● TASK TO CARRY OUT
Extract the final stretch of the data: the line that contains "assert_eq!(Piece::from_index(piece.index()), Some(piece));" and every line after it, unaltered, and no other lines.

====== RECORDS FOR THIS TASK ======

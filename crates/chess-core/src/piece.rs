//! Piece kinds.

use crate::Color;

/// The six kinds of chess pieces, ordered by conventional value.
#[derive(Debug, Clone, Copy, PartialEq, Eq, Hash, PartialOrd, Ord)]
#[repr(u8)]
pub enum Piece {
    Pawn = 0,
    Knight = 1,
    Bishop = 2,
    Rook = 3,
    Queen = 4,
    King = 5,
}

impl Piece {
    /// All piece kinds in index order.
    pub const ALL: [Piece; 6] = [
        Piece::Pawn,
        Piece::Knight,
        Piece::Bishop,
        Piece::Rook,
        Piece::Queen,
        Piece::King,
    ];

    /// Pieces a pawn may promote to, strongest first.
    pub const PROMOTIONS: [Piece; 4] = [Piece::Queen, Piece::Rook, Piece::Bishop, Piece::Knight];

    /// Returns the index of this piece kind (0-5).
    #[inline]
    pub const fn index(self) -> usize {
        self as usize
    }

    /// Returns the piece kind with the given index.
    #[inline]
    pub const fn from_index(index: usize) -> Option<Piece> {
        if index < 6 {
            Some(Self::ALL[index])
        } else {
            None
        }
    }

    /// Lowercase letter used by FEN and UCI promotion suffixes.
    #[inline]
    pub const fn letter(self) -> char {
        match self {
            Piece::Pawn => 'p',
            Piece::Knight => 'n',
            Piece::Bishop => 'b',
            Piece::Rook => 'r',
            Piece::Queen => 'q',
            Piece::King => 'k',
        }
    }

    /// Returns the FEN character for this piece with the given color.
    pub const fn to_fen_char(self, color: Color) -> char {
        let c = self.letter();
        match color {
            Color::White => c.to_ascii_uppercase(),
            Color::Black => c,
        }
    }

    /// Parses a FEN character into a piece and its color.
    pub const fn from_fen_char(c: char) -> Option<(Piece, Color)> {
        let color = if c.is_ascii_uppercase() {
            Color::White
        } else {
            Color::Black
        };
        let piece = match c.to_ascii_lowercase() {
            'p' => Piece::Pawn,
            'n' => Piece::Knight,
            'b' => Piece::Bishop,
            'r' => Piece::Rook,
            'q' => Piece::Queen,
            'k' => Piece::King,
            _ => return None,
        };
        Some((piece, color))
    }
}

impl std::fmt::Display for Piece {
    fn fmt(&self, f: &mut std::fmt::Formatter<'_>) -> std::fmt::Result {
        let name = match self {
            Piece::Pawn => "Pawn",
            Piece::Knight => "Knight",
            Piece::Bishop => "Bishop",
            Piece::Rook => "Rook",
            Piece::Queen => "Queen",
            Piece::King => "King",
        };
        f.write_str(name)
    }
}

#[cfg(test)]
mod tests {
    use super::*;

    #[test]
    fn fen_chars_roundtrip() {
        for piece in Piece::ALL {
            for color in Color::BOTH {
                let c = piece.to_fen_char(color);
                assert_eq!(Piece::from_fen_char(c), Some((piece, color)));
            }
        }
        assert_eq!(Piece::from_fen_char('x'), None);
    }

    #[test]
    fn index_roundtrip() {
        for piece in Piece::ALL {
            assert_eq!(Piece::from_index(piece.index()), Some(piece));
        }
        assert_eq!(Piece::from_index(6), None);
    }

    #[test]
    fn promotions_exclude_pawn_and_king() {
        assert!(!Piece::PROMOTIONS.contains(&Piece::Pawn));
        assert!(!Piece::PROMOTIONS.contains(&Piece::King));
        assert_eq!(Piece::PROMOTIONS[0], Piece::Queen);
    }
}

======

● RESPONSE TO THIS EXERCISE
            assert_eq!(Piece::from_index(piece.index()), Some(piece));
        }
        assert_eq!(Piece::from_index(6), None);
    }

    #[test]
    fn promotions_exclude_pawn_and_king() {
        assert!(!Piece::PROMOTIONS.contains(&Piece::Pawn));
        assert!(!Piece::PROMOTIONS.contains(&Piece::King));
        assert_eq!(Piece::PROMOTIONS[0], Piece::Queen);
    }
}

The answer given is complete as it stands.